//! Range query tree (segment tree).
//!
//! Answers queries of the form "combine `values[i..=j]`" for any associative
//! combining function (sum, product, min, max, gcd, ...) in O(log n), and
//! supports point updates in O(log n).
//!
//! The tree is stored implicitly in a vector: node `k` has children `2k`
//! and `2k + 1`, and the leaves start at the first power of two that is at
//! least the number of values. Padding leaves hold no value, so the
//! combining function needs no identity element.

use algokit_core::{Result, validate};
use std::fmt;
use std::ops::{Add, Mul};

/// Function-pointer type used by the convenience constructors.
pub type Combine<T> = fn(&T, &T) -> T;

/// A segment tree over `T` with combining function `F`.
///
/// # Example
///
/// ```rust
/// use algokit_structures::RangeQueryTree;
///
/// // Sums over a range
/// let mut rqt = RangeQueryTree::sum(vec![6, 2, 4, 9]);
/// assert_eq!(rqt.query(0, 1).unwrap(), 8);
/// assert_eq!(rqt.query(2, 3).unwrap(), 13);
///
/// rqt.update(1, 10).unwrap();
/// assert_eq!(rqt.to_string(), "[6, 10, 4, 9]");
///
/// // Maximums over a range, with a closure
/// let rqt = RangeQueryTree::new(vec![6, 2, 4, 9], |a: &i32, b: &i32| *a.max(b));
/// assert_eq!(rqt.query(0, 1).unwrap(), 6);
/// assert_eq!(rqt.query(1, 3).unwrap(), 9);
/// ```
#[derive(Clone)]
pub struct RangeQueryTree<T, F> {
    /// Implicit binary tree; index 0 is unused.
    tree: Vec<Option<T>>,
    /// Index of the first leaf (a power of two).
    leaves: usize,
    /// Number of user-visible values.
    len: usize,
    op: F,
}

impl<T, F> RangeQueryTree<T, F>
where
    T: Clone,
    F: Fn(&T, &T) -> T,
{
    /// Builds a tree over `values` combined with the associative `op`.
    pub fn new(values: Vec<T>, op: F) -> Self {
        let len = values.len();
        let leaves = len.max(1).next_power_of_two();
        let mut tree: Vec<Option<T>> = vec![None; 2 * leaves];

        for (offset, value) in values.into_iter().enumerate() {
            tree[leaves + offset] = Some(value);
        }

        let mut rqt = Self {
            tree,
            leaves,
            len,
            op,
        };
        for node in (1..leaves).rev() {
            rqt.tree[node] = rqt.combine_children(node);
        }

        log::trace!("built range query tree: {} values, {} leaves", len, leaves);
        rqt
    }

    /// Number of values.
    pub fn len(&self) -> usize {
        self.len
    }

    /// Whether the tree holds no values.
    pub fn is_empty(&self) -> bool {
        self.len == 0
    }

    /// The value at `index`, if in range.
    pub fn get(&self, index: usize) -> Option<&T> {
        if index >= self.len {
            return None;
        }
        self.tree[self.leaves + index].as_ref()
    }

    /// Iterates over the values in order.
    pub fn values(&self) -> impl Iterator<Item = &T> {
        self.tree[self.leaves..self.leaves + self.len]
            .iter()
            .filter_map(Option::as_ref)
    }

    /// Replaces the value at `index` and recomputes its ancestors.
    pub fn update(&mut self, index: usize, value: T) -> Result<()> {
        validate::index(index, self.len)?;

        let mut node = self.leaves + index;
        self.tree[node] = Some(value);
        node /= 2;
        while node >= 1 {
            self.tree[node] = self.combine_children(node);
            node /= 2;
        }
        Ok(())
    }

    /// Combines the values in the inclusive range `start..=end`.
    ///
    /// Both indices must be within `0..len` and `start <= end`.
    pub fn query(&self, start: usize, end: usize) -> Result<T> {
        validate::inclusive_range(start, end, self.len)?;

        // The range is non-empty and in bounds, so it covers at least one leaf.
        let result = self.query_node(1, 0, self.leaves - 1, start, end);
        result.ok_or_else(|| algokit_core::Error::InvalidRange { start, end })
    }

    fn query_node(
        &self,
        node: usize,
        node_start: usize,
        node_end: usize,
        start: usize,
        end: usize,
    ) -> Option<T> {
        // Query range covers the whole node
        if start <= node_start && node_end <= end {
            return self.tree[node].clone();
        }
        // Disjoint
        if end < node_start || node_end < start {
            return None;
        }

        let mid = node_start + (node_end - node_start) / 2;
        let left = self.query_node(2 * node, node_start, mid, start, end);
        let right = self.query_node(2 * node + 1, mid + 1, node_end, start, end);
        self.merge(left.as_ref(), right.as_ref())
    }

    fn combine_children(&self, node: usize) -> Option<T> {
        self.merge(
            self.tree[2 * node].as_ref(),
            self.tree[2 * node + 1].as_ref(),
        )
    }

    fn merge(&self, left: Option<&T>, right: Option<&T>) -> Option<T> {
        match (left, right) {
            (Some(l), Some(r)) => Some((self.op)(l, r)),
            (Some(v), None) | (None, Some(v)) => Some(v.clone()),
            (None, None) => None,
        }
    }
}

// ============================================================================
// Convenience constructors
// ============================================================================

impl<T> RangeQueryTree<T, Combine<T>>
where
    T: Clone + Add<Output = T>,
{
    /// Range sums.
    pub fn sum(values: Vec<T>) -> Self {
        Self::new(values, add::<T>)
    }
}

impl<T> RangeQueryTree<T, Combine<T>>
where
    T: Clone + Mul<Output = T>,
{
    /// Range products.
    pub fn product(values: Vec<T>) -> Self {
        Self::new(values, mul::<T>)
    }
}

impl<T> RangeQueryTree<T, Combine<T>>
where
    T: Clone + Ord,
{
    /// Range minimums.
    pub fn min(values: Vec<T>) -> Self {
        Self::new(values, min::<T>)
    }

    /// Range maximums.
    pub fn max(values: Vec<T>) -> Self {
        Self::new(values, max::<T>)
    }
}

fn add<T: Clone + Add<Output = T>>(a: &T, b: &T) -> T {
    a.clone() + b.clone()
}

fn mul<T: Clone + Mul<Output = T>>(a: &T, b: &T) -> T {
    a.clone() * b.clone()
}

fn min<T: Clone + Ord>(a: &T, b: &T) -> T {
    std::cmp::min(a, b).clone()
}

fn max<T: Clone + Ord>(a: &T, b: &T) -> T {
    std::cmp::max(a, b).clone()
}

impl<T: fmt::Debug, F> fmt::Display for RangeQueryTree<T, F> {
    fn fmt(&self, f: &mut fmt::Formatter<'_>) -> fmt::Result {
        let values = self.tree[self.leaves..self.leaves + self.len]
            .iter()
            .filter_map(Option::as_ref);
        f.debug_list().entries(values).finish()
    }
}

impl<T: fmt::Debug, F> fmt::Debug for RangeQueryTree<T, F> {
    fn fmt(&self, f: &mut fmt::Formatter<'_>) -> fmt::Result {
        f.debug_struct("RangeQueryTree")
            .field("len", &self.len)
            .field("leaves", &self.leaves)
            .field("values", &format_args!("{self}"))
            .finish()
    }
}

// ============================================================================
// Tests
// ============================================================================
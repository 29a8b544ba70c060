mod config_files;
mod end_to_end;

____________

List each line of the records that holds the string "segment".

> [COMPLETED TASK]
//! Range query tree (segment tree).
/// A segment tree over `T` with combining function `F`.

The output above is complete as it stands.